(Beginning of Records supplied)
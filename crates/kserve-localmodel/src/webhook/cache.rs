//! LocalModelCache and LocalModelNamespaceCache admission rules

use std::sync::Arc;

use async_trait::async_trait;
use kube::ResourceExt;
use tracing::debug;

use kserve_common::admission::{AdmissionError, AdmissionResult, AdmissionValidator, Warnings};
use kserve_common::crd::{CacheSpec, LocalModelCache, LocalModelNamespaceCache, NamespacedName};
use kserve_common::Error;

use super::LocalModelReader;

/// Reject `spec` if another cache of the same model already has an equal or newer version.
///
/// `peers` yields every existing cache as `(name, spec)`; the object being
/// admitted is skipped by name.
fn check_version<'a, S>(
    name: &str,
    spec: &dyn CacheSpec,
    peers: impl IntoIterator<Item = (String, &'a S)>,
    verb: &str,
) -> Result<(), AdmissionError>
where
    S: CacheSpec + 'a,
{
    let conflict = peers.into_iter().find(|(peer, peer_spec)| {
        peer != name
            && peer_spec.source_model_uri() == spec.source_model_uri()
            && peer_spec.version() >= spec.version()
    });

    match conflict {
        Some((peer, peer_spec)) => {
            debug!(
                cache = %name,
                existing = %peer,
                existing_version = peer_spec.version(),
                "rejecting stale cache version"
            );
            Err(AdmissionError::Denied(format!(
                "cannot {verb} version {}",
                spec.version()
            )))
        }
        None => Ok(()),
    }
}

/// Deny deletion while any listed InferenceService is labeled with `cache`.
///
/// A listed service that cannot be read, including one that no longer
/// exists, fails the request.
async fn ensure_unused(
    reader: &dyn LocalModelReader,
    cache: &str,
    bound: impl IntoIterator<Item = &NamespacedName>,
) -> Result<(), AdmissionError> {
    for svc in bound {
        let isvc = reader
            .get_inference_service(&svc.name, &svc.namespace)
            .await?
            .ok_or_else(|| Error::not_found("InferenceService", format!("{}/{}", svc.namespace, svc.name)))?;
        if isvc.local_model() == Some(cache) {
            return Err(AdmissionError::Denied(format!(
                "LocalModelCache {cache} is being used by InferenceService {}",
                svc.name
            )));
        }
    }
    Ok(())
}

// =============================================================================
// LocalModelCache
// =============================================================================

/// Version monotonicity and deletion guard for cluster-wide caches
pub struct LocalModelCacheValidator {
    reader: Arc<dyn LocalModelReader>,
}

impl LocalModelCacheValidator {
    /// Create a validator reading cluster state through `reader`
    pub fn new(reader: Arc<dyn LocalModelReader>) -> Self {
        Self { reader }
    }

    async fn validate_version(&self, cache: &LocalModelCache, verb: &str) -> AdmissionResult {
        let existing = self.reader.list_caches().await?;
        let name = cache.name_any();
        check_version(
            &name,
            &cache.spec,
            existing.iter().map(|c| (c.name_any(), &c.spec)),
            verb,
        )?;
        Ok(Warnings::new())
    }
}

#[async_trait]
impl AdmissionValidator<LocalModelCache> for LocalModelCacheValidator {
    async fn validate_create(&self, obj: &LocalModelCache) -> AdmissionResult {
        self.validate_version(obj, "create").await
    }

    async fn validate_update(&self, _old: &LocalModelCache, new: &LocalModelCache) -> AdmissionResult {
        self.validate_version(new, "update to").await
    }

    async fn validate_delete(&self, obj: &LocalModelCache) -> AdmissionResult {
        let bound: Vec<&NamespacedName> =
            obj.status.iter().flat_map(|s| s.inference_services.iter()).collect();
        ensure_unused(self.reader.as_ref(), &obj.name_any(), bound).await?;
        Ok(Warnings::new())
    }
}

// =============================================================================
// LocalModelNamespaceCache
// =============================================================================

/// Node group existence, version monotonicity and deletion guard for namespaced caches
pub struct LocalModelNamespaceCacheValidator {
    reader: Arc<dyn LocalModelReader>,
}

impl LocalModelNamespaceCacheValidator {
    /// Create a validator reading cluster state through `reader`
    pub fn new(reader: Arc<dyn LocalModelReader>) -> Self {
        Self { reader }
    }

    async fn validate(&self, cache: &LocalModelNamespaceCache, verb: &str) -> AdmissionResult {
        for group in cache.spec.node_groups() {
            if self.reader.get_node_group(group).await?.is_none() {
                return Err(AdmissionError::Denied(format!(
                    "LocalModelNodeGroup {group} does not exist"
                )));
            }
        }

        let namespace = cache.namespace().unwrap_or_default();
        let existing = self.reader.list_namespace_caches(&namespace).await?;
        check_version(
            &cache.name_any(),
            &cache.spec,
            existing.iter().map(|c| (c.name_any(), &c.spec)),
            verb,
        )?;
        Ok(Warnings::new())
    }
}

#[async_trait]
impl AdmissionValidator<LocalModelNamespaceCache> for LocalModelNamespaceCacheValidator {
    async fn validate_create(&self, obj: &LocalModelNamespaceCache) -> AdmissionResult {
        self.validate(obj, "create").await
    }

    async fn validate_update(
        &self,
        _old: &LocalModelNamespaceCache,
        new: &LocalModelNamespaceCache,
    ) -> AdmissionResult {
        self.validate(new, "update to").await
    }

    async fn validate_delete(&self, obj: &LocalModelNamespaceCache) -> AdmissionResult {
        let namespace = obj.namespace().unwrap_or_default();
        let bound = obj
            .status
            .iter()
            .flat_map(|s| s.inference_services.iter())
            .filter(|svc| svc.namespace == namespace)
            .collect::<Vec<&NamespacedName>>();
        ensure_unused(self.reader.as_ref(), &obj.name_any(), bound).await?;
        Ok(Warnings::new())
    }
}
(End of Records supplied)
* _Problem_:
The lines above that hold the word "group" need counting; write the count and nothing more.

* _Solution below_:
4